Filter the entries for the word "AddAssign". Copy each line that has it.
===== Records for processing
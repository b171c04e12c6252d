use once_cell::sync::Lazy;
use regex::Regex;

/// Local (`0712 345 678`) or international (`+254712345678`) phone numbers.
pub(crate) static PHONE_REGEX: Lazy<Regex> =
    Lazy::new(|| Regex::new(r"^\+?[0-9][0-9 \-]{5,19}$").expect("phone regex is valid"));
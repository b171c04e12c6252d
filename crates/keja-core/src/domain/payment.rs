// ============================================================================
// Keja Core - Payment Entity
// File: crates/keja-core/src/domain/payment.rs
// Description: Immutable rent payment, the only input to the tenant ledger
// ============================================================================

use chrono::{DateTime, Utc};
use serde::{Deserialize, Serialize};
use uuid::Uuid;

use super::money::Money;
use crate::error::DomainError;

/// Payment method enumeration
#[derive(Debug, Clone, Copy, PartialEq, Eq, Hash, Serialize, Deserialize)]
#[serde(rename_all = "snake_case")]
pub enum PaymentMethod {
    Cash,
    MobileMoney,
    BankTransfer,
    Card,
}

impl PaymentMethod {
    pub fn as_str(&self) -> &'static str {
        match self {
            PaymentMethod::Cash => "cash",
            PaymentMethod::MobileMoney => "mobile_money",
            PaymentMethod::BankTransfer => "bank_transfer",
            PaymentMethod::Card => "card",
        }
    }

    /// Accepts the canonical names and the labels shown on the payment form.
    pub fn from_str(s: &str) -> Option<Self> {
        match s.trim().to_lowercase().as_str() {
            "cash" => Some(PaymentMethod::Cash),
            "mobile_money" | "mobile money" | "m-pesa" | "mpesa" => Some(PaymentMethod::MobileMoney),
            "bank_transfer" | "bank transfer" | "bank" => Some(PaymentMethod::BankTransfer),
            "card" => Some(PaymentMethod::Card),
            _ => None,
        }
    }

    pub fn label(&self) -> &'static str {
        match self {
            PaymentMethod::Cash => "Cash",
            PaymentMethod::MobileMoney => "M-Pesa",
            PaymentMethod::BankTransfer => "Bank Transfer",
            PaymentMethod::Card => "Card",
        }
    }
}

impl Default for PaymentMethod {
    fn default() -> Self {
        PaymentMethod::Cash
    }
}

/// Payment entity. Append-only: there is no update or delete path.
#[derive(Debug, Clone, PartialEq, Eq, Serialize, Deserialize)]
pub struct Payment {
    pub id: Uuid,
    pub tenant_id: Uuid,
    pub amount: Money,
    pub method: PaymentMethod,
    pub payment_date: DateTime<Utc>,
    pub created_at: DateTime<Utc>,
}

impl Payment {
    pub fn new(
        tenant_id: Uuid,
        amount: Money,
        method: PaymentMethod,
        payment_date: DateTime<Utc>,
    ) -> Result<Self, DomainError> {
        if !amount.is_positive() {
            return Err(DomainError::ValidationError(
                "Payment amount must be greater than zero".to_string(),
            ));
        }
        if !amount.is_entry_in_range() {
            return Err(DomainError::ValidationError(format!(
                "Payment amount cannot exceed {}",
                Money::MAX_ENTRY
            )));
        }

        Ok(Self {
            id: Uuid::new_v4(),
            tenant_id,
            amount,
            method,
            payment_date,
            created_at: Utc::now(),
        })
    }
}

/// Payment joined with the tenant, unit and property labels used by the
/// history table and receipts
#[derive(Debug, Clone, Serialize, Deserialize)]
pub struct PaymentEntry {
    pub payment: Payment,
    pub tenant_name: String,
    pub tenant_phone: String,
    pub unit_number: String,
    pub property_name: String,
}

#[cfg(test)]
mod tests {
    use super::*;

    #[test]
    fn test_non_positive_amount_rejected() {
        let tenant_id = Uuid::new_v4();
        for amount in [0, -500] {
            let result = Payment::new(tenant_id, Money::new(amount), PaymentMethod::Cash, Utc::now());
            assert!(matches!(result, Err(DomainError::ValidationError(_))));
        }
    }

    #[test]
    fn test_amount_above_ceiling_rejected() {
        let tenant_id = Uuid::new_v4();
        assert!(Payment::new(tenant_id, Money::MAX_ENTRY, PaymentMethod::Cash, Utc::now()).is_ok());

        for amount in [Money::MAX_ENTRY.amount() + 1, i64::MAX / 2 + 1, i64::MAX] {
            let result = Payment::new(tenant_id, Money::new(amount), PaymentMethod::Cash, Utc::now());
            assert!(matches!(result, Err(DomainError::ValidationError(_))));
        }
    }

    #[test]
    fn test_method_aliases() {
        assert_eq!(PaymentMethod::from_str("M-Pesa"), Some(PaymentMethod::MobileMoney));
        assert_eq!(PaymentMethod::from_str("Bank Transfer"), Some(PaymentMethod::BankTransfer));
        assert_eq!(PaymentMethod::from_str("CARD"), Some(PaymentMethod::Card));
        assert_eq!(PaymentMethod::from_str("cheque"), None);
        assert_eq!(PaymentMethod::MobileMoney.label(), "M-Pesa");
    }
}
//! Money amounts
//!
//! Whole units of the configured currency, signed so that ledger balances
//! can express both arrears (negative) and credit (positive).
//!
//! Arithmetic saturates at the `i64` bounds instead of wrapping. Single
//! entries (a rent, a payment) are capped at [`Money::MAX_ENTRY`] before they
//! reach a ledger, so saturation is never hit by realistic histories.

use serde::{Deserialize, Serialize};
use std::fmt;
use std::iter::Sum;
use std::ops::{Add, AddAssign, Neg, Sub};

#[derive(Debug, Clone, Copy, PartialEq, Eq, PartialOrd, Ord, Hash, Default, Serialize, Deserialize)]
#[serde(transparent)]
pub struct Money(i64);

impl Money {
    pub const ZERO: Money = Money(0);

    /// Largest accepted rent or payment amount
    pub const MAX_ENTRY: Money = Money(1_000_000_000_000);

    pub const fn new(amount: i64) -> Self {
        Money(amount)
    }

    pub const fn amount(self) -> i64 {
        self.0
    }

    pub fn is_positive(self) -> bool {
        self.0 > 0
    }

    pub fn is_negative(self) -> bool {
        self.0 < 0
    }

    pub fn abs(self) -> Self {
        Money(self.0.saturating_abs())
    }

    pub fn checked_add(self, rhs: Money) -> Option<Money> {
        self.0.checked_add(rhs.0).map(Money)
    }

    pub fn checked_sub(self, rhs: Money) -> Option<Money> {
        self.0.checked_sub(rhs.0).map(Money)
    }

    /// Whether this is a valid single rent or payment figure.
    pub fn is_entry_in_range(self) -> bool {
        self.0 <= Self::MAX_ENTRY.0
    }

    /// Formats with thousands separators and a currency code, e.g. `KES 15,000`.
    pub fn display_with(self, currency: &str) -> String {
        format!("{} {}", currency, self)
    }
}

impl From<i64> for Money {
    fn from(amount: i64) -> Self {
        Money(amount)
    }
}

impl Add for Money {
    type Output = Money;

    fn add(self, rhs: Money) -> Money {
        Money(self.0.saturating_add(rhs.0))
    }
}

impl AddAssign for Money {
    fn add_assign(&mut self, rhs: Money) {
        *self = *self + rhs;
    }
}

impl Sub for Money {
    type Output = Money;

    fn sub(self, rhs: Money) -> Money {
        Money(self.0.saturating_sub(rhs.0))
    }
}

impl Neg for Money {
    type Output = Money;

    fn neg(self) -> Money {
        Money(self.0.saturating_neg())
    }
}

impl Sum for Money {
    fn sum<I: Iterator<Item = Money>>(iter: I) -> Money {
        iter.fold(Money::ZERO, Add::add)
    }
}

impl<'a> Sum<&'a Money> for Money {
    fn sum<I: Iterator<Item = &'a Money>>(iter: I) -> Money {
        iter.copied().sum()
    }
}

impl fmt::Display for Money {
    fn fmt(&self, f: &mut fmt::Formatter<'_>) -> fmt::Result {
        let digits = self.0.unsigned_abs().to_string();
        let mut grouped = String::with_capacity(digits.len() + digits.len() / 3);
        for (i, ch) in digits.chars().enumerate() {
            if i > 0 && (digits.len() - i) % 3 == 0 {
                grouped.push(',');
            }
            grouped.push(ch);
        }
        if self.0 < 0 {
            write!(f, "-{}", grouped)
        } else {
            write!(f, "{}", grouped)
        }
    }
}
==========
» Answer section:
use std::ops::{Add, AddAssign, Neg, Sub};
impl AddAssign for Money {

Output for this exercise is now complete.